:: TASK DIRECTIONS ::
Pull out every line below holding the word "runs".

:: ENTRIES SUPPLIED ::

%%

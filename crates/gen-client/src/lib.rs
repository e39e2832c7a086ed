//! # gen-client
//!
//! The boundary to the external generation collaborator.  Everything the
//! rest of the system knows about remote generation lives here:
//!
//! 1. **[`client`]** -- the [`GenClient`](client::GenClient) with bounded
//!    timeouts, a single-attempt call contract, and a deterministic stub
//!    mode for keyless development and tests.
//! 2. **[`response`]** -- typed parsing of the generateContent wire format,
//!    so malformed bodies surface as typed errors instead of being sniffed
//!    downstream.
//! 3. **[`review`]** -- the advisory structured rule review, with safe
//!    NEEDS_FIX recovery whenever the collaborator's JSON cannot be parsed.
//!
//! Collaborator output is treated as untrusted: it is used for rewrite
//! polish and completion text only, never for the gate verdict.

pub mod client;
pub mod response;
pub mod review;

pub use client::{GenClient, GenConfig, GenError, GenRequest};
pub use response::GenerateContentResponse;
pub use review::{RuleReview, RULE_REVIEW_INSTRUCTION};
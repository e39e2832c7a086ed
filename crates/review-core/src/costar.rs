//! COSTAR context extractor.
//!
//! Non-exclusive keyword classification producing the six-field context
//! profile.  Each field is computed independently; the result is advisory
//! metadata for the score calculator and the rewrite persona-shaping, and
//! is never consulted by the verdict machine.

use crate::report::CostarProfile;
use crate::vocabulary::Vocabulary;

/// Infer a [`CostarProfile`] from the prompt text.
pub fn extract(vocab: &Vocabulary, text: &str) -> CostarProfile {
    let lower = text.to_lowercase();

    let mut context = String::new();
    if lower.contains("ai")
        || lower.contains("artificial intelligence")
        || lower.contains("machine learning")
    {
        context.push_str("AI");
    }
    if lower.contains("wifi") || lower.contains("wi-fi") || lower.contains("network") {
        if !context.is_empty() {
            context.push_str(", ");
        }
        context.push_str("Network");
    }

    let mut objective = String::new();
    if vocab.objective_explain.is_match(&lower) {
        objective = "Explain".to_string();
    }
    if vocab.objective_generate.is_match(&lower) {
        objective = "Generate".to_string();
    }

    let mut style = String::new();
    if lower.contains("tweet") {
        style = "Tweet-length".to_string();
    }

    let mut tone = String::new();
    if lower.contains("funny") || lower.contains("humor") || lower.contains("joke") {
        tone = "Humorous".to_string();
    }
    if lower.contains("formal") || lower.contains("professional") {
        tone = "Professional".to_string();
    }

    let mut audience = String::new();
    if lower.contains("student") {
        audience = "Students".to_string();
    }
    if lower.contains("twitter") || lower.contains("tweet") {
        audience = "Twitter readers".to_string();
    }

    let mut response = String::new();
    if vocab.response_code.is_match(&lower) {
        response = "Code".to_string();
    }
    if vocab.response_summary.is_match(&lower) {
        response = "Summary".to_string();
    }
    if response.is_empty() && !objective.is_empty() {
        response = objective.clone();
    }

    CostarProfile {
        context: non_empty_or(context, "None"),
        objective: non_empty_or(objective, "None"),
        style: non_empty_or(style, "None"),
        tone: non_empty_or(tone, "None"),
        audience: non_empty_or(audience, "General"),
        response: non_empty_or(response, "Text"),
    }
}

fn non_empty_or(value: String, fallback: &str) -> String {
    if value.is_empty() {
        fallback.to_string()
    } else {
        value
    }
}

%%
%%

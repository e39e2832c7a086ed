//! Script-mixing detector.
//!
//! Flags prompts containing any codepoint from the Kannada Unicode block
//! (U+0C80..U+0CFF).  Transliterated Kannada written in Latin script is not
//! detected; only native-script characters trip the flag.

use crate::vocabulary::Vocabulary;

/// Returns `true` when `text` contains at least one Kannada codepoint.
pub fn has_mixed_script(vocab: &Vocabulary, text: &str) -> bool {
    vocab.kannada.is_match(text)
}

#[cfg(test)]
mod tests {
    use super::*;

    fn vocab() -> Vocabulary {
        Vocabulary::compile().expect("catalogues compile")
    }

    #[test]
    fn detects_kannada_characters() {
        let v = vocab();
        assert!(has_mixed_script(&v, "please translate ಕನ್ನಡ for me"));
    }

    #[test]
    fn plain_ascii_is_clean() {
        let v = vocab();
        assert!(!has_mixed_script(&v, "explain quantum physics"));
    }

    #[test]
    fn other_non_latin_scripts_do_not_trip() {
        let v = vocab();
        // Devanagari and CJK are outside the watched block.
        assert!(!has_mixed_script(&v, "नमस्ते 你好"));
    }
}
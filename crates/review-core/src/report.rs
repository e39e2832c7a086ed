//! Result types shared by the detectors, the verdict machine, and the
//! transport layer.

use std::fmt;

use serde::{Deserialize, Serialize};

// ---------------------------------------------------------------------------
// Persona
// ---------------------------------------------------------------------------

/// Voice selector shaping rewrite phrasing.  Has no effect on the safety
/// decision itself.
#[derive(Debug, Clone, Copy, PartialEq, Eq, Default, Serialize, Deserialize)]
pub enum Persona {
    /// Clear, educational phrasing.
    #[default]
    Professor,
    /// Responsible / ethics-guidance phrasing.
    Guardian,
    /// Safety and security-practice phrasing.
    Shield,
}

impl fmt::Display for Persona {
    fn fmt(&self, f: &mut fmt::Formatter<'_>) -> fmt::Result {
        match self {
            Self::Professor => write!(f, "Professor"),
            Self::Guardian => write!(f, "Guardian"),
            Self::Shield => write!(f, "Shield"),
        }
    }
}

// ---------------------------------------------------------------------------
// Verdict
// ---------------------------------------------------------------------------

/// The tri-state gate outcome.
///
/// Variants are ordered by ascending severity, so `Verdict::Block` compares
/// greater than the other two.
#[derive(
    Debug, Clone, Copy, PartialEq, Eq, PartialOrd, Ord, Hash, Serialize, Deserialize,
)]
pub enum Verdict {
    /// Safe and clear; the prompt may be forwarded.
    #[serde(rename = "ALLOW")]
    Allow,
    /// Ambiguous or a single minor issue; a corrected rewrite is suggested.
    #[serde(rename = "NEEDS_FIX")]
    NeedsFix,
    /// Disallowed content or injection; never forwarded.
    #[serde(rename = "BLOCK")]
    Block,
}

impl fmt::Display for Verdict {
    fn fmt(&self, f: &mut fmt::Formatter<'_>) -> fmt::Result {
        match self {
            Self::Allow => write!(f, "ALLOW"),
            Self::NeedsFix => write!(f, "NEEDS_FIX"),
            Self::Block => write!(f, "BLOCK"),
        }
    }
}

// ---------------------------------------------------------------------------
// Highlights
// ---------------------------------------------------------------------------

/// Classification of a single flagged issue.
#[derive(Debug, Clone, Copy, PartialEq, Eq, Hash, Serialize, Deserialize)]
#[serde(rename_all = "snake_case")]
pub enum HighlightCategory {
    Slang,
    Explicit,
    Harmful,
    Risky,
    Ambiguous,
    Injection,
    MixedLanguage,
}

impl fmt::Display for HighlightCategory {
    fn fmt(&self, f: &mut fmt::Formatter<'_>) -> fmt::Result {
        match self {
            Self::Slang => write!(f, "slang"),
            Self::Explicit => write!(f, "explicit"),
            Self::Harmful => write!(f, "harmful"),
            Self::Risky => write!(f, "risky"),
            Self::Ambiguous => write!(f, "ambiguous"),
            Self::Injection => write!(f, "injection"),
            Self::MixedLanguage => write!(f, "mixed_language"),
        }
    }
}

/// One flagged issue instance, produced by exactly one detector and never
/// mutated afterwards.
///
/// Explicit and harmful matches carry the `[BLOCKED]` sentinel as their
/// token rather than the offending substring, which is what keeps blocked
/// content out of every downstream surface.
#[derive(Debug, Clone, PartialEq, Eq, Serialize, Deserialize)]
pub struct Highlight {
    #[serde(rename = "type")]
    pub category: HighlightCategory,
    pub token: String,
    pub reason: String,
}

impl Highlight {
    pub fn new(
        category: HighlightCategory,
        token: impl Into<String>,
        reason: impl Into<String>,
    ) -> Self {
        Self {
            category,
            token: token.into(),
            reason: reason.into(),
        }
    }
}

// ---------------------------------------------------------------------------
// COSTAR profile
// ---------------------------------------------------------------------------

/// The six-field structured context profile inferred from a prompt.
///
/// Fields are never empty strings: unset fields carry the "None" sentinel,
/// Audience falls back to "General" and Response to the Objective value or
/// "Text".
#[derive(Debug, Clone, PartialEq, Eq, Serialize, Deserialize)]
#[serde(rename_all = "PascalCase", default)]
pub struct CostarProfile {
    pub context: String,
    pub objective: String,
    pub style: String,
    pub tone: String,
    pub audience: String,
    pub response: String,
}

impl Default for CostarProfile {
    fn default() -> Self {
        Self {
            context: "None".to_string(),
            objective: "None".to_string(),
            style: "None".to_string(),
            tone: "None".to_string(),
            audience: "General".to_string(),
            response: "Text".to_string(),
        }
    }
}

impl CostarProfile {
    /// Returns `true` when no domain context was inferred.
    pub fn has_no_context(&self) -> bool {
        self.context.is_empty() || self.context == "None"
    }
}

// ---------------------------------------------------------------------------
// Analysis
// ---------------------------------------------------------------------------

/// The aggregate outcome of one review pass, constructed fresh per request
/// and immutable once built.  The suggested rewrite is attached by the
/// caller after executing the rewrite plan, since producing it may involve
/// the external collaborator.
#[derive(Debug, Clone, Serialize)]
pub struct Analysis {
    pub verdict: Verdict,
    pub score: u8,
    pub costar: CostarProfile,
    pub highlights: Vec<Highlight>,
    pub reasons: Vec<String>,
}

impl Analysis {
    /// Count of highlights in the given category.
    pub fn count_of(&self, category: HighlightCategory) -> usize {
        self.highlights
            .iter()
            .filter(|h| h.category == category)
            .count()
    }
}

%%
%%

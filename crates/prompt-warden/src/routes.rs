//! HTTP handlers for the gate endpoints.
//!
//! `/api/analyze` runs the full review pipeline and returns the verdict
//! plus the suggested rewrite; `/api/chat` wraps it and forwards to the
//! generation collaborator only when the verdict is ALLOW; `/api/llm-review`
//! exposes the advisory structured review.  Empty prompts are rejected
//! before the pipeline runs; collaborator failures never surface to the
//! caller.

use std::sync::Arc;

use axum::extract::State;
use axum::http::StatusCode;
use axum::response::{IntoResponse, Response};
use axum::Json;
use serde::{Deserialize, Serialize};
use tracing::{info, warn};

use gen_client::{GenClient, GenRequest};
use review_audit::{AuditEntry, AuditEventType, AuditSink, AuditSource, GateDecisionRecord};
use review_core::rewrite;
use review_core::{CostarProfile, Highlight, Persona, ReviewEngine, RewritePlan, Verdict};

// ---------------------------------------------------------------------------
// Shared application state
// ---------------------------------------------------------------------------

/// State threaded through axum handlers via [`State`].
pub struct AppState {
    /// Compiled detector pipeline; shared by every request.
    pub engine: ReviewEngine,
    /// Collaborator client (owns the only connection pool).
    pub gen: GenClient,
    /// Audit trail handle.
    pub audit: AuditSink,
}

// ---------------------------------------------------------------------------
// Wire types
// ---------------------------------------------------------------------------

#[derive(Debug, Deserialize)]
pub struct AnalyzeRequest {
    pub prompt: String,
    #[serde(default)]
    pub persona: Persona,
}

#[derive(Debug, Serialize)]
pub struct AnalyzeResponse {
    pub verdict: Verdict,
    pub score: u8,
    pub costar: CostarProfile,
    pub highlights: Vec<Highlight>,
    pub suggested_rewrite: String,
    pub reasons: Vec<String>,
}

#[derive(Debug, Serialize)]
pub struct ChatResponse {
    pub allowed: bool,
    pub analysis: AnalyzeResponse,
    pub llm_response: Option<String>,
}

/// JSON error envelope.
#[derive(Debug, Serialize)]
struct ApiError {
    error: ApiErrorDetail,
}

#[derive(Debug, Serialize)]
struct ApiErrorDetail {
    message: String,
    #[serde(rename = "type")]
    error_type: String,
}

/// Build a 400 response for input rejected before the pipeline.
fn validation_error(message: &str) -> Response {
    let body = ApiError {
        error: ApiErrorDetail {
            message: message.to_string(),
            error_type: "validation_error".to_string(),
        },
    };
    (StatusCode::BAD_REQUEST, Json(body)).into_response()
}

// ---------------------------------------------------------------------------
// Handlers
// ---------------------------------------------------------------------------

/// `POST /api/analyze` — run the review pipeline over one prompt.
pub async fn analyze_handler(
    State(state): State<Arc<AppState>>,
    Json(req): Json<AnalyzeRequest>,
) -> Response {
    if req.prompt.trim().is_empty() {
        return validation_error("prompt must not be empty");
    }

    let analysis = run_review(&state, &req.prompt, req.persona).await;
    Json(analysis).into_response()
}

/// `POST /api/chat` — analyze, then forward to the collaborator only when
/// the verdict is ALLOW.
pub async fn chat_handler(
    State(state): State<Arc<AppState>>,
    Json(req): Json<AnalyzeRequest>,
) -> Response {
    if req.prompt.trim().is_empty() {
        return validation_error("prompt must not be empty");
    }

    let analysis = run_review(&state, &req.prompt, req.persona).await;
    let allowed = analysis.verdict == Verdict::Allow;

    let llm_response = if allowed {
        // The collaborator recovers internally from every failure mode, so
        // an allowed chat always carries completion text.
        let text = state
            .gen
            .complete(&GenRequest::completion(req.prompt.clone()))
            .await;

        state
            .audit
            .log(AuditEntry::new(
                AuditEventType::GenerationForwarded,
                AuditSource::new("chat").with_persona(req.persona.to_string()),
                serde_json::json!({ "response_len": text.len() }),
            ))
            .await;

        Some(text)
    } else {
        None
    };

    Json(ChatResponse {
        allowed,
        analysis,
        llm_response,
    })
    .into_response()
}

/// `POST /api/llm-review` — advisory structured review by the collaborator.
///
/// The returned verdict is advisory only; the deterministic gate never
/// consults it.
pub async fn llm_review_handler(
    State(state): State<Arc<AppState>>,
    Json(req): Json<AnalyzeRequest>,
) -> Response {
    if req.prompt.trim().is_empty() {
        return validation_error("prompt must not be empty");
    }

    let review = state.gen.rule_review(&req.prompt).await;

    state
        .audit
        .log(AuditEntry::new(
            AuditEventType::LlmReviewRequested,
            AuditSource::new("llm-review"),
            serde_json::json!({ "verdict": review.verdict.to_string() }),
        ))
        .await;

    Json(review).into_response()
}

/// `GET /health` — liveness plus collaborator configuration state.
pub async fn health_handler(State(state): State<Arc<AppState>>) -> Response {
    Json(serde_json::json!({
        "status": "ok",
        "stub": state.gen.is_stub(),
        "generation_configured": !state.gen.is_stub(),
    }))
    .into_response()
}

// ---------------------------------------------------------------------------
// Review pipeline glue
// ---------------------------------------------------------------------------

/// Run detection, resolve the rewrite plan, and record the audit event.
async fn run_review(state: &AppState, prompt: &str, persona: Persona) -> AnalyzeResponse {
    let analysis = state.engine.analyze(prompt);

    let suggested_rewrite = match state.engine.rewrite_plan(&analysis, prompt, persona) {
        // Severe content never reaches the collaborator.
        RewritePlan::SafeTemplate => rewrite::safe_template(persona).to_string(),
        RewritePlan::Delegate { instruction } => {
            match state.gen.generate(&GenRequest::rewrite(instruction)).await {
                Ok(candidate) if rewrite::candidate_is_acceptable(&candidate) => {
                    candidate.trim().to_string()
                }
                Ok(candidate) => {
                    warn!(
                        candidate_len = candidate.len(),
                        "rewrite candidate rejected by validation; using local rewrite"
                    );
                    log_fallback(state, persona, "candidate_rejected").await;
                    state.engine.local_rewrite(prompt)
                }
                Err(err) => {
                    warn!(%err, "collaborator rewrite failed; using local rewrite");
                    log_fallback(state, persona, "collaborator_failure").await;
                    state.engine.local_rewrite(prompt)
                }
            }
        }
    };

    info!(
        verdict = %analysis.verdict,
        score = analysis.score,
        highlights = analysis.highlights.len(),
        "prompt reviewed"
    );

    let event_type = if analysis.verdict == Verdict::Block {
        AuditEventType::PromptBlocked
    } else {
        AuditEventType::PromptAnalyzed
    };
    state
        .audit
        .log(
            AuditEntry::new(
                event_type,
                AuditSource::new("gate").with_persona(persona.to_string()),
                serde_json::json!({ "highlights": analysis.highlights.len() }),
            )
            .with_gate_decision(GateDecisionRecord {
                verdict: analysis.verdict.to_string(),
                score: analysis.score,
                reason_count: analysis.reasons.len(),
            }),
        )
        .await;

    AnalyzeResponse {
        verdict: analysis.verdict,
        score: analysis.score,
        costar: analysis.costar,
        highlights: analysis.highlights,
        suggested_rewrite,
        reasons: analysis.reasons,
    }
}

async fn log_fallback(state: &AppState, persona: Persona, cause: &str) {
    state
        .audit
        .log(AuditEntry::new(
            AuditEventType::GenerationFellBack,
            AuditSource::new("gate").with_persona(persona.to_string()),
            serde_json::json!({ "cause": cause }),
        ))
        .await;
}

%%

:: EXERCISE ANSWER ::
//! `/api/analyze` runs the full review pipeline and returns the verdict
//! before the pipeline runs; collaborator failures never surface to the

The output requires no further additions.